> _Source data_:
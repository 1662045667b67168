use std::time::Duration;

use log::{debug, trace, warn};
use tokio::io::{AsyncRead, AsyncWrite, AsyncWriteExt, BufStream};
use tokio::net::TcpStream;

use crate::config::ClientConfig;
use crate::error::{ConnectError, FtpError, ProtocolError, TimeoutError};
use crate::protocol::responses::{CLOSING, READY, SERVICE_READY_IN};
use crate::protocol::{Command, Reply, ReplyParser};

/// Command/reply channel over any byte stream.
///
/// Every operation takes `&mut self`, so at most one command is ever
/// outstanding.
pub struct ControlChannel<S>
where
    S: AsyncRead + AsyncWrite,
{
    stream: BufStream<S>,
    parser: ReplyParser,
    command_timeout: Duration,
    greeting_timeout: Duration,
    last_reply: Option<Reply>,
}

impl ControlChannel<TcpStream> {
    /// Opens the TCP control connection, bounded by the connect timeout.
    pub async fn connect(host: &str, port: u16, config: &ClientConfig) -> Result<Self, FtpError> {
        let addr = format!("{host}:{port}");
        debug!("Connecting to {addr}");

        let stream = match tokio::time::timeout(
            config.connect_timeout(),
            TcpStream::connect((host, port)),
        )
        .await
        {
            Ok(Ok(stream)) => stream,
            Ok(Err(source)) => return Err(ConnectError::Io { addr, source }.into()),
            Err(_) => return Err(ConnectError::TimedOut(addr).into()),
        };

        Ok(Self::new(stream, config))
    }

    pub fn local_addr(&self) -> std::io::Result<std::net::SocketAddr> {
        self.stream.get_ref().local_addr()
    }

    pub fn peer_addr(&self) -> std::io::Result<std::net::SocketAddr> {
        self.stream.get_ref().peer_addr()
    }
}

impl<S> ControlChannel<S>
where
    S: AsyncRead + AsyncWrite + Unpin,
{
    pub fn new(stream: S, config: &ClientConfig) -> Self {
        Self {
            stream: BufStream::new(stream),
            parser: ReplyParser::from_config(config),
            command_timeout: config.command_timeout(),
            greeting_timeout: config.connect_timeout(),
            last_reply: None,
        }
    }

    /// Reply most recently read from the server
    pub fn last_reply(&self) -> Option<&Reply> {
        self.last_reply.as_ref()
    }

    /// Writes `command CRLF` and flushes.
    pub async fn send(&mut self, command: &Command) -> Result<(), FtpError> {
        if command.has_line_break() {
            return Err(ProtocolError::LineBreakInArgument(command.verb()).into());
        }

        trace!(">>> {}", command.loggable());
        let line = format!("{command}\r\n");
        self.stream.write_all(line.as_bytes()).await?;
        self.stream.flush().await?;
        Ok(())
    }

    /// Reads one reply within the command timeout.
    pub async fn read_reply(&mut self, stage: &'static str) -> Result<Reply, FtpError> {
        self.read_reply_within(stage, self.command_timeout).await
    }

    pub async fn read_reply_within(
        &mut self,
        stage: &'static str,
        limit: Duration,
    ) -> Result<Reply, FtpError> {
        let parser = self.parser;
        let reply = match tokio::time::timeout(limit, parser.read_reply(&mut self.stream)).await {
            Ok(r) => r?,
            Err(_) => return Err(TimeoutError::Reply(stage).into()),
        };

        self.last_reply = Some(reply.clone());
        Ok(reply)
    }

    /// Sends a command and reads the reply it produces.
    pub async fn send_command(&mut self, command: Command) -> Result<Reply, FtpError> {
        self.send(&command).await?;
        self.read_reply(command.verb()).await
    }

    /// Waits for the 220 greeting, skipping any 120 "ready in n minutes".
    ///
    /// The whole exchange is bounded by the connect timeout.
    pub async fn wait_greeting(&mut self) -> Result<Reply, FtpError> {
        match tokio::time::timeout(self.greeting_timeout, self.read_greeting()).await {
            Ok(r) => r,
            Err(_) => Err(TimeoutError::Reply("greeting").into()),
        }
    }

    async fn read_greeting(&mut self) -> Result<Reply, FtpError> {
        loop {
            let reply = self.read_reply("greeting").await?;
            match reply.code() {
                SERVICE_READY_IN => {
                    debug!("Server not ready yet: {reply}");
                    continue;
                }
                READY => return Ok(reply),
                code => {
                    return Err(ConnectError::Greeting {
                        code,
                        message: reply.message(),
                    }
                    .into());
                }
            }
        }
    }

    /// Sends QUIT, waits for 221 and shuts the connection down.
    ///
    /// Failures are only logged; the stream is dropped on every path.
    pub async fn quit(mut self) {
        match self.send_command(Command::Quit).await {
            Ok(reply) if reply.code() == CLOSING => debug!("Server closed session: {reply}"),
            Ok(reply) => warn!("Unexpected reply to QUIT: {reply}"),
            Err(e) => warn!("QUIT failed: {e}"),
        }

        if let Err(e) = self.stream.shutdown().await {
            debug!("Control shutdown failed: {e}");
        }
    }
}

---

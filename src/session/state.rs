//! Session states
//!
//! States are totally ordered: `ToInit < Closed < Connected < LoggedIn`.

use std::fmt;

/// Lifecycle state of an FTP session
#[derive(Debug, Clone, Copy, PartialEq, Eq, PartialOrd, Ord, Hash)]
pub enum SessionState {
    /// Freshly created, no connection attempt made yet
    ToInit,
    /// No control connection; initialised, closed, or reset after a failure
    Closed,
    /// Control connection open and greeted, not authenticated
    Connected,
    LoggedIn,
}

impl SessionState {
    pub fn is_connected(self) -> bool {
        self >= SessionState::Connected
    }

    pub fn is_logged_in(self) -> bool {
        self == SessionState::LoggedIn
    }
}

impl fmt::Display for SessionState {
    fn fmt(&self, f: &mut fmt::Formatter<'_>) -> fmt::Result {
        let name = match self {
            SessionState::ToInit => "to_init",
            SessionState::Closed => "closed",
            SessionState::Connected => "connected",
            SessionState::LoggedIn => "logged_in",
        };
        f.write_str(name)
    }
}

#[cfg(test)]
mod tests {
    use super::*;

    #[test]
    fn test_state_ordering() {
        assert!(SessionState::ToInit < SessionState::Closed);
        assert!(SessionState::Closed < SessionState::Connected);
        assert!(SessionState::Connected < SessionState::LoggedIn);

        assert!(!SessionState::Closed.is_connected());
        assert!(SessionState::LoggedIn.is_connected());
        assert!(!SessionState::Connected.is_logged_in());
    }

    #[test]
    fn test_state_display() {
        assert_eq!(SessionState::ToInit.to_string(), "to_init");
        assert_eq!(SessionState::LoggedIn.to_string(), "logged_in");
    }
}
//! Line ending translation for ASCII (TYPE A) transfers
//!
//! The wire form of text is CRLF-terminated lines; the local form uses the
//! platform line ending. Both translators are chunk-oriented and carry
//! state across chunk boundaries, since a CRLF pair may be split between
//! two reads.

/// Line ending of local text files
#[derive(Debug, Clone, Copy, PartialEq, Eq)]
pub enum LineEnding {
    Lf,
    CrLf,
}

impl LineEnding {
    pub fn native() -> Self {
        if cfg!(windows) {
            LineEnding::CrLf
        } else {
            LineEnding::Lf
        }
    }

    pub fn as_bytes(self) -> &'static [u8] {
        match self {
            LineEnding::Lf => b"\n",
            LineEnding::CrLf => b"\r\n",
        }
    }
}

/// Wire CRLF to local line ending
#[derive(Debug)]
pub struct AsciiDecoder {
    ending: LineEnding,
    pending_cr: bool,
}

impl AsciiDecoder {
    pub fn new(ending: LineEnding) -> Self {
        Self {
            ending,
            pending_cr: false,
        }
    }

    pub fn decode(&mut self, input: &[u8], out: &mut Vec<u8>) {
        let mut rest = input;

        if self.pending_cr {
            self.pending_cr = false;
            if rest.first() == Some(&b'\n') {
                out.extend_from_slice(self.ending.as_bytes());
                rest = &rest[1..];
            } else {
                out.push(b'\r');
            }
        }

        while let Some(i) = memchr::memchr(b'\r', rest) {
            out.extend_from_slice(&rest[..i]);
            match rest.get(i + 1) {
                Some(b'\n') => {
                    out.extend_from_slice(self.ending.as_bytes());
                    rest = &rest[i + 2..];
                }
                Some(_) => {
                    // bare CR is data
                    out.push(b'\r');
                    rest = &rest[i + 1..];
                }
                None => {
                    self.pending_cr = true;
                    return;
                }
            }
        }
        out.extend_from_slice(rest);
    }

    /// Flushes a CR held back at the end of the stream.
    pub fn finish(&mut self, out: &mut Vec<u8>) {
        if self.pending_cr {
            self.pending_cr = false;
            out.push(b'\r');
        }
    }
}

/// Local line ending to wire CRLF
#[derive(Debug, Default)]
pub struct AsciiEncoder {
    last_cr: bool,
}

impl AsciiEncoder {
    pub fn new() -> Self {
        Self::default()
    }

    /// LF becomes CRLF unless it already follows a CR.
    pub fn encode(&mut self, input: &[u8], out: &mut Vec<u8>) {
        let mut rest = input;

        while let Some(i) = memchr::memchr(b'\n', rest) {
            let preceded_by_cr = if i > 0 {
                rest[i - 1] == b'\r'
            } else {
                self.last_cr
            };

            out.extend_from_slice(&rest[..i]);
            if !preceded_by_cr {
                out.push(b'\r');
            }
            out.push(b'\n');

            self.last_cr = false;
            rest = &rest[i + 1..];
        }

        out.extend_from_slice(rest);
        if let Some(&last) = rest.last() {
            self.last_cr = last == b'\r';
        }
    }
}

> _Exercise details_: Show every line above in which the word "LineEnding" occurs.

> _Expected answer_:
pub enum LineEnding {
impl LineEnding {
            LineEnding::CrLf
            LineEnding::Lf
            LineEnding::Lf => b"\n",
            LineEnding::CrLf => b"\r\n",
    ending: LineEnding,
    pub fn new(ending: LineEnding) -> Self {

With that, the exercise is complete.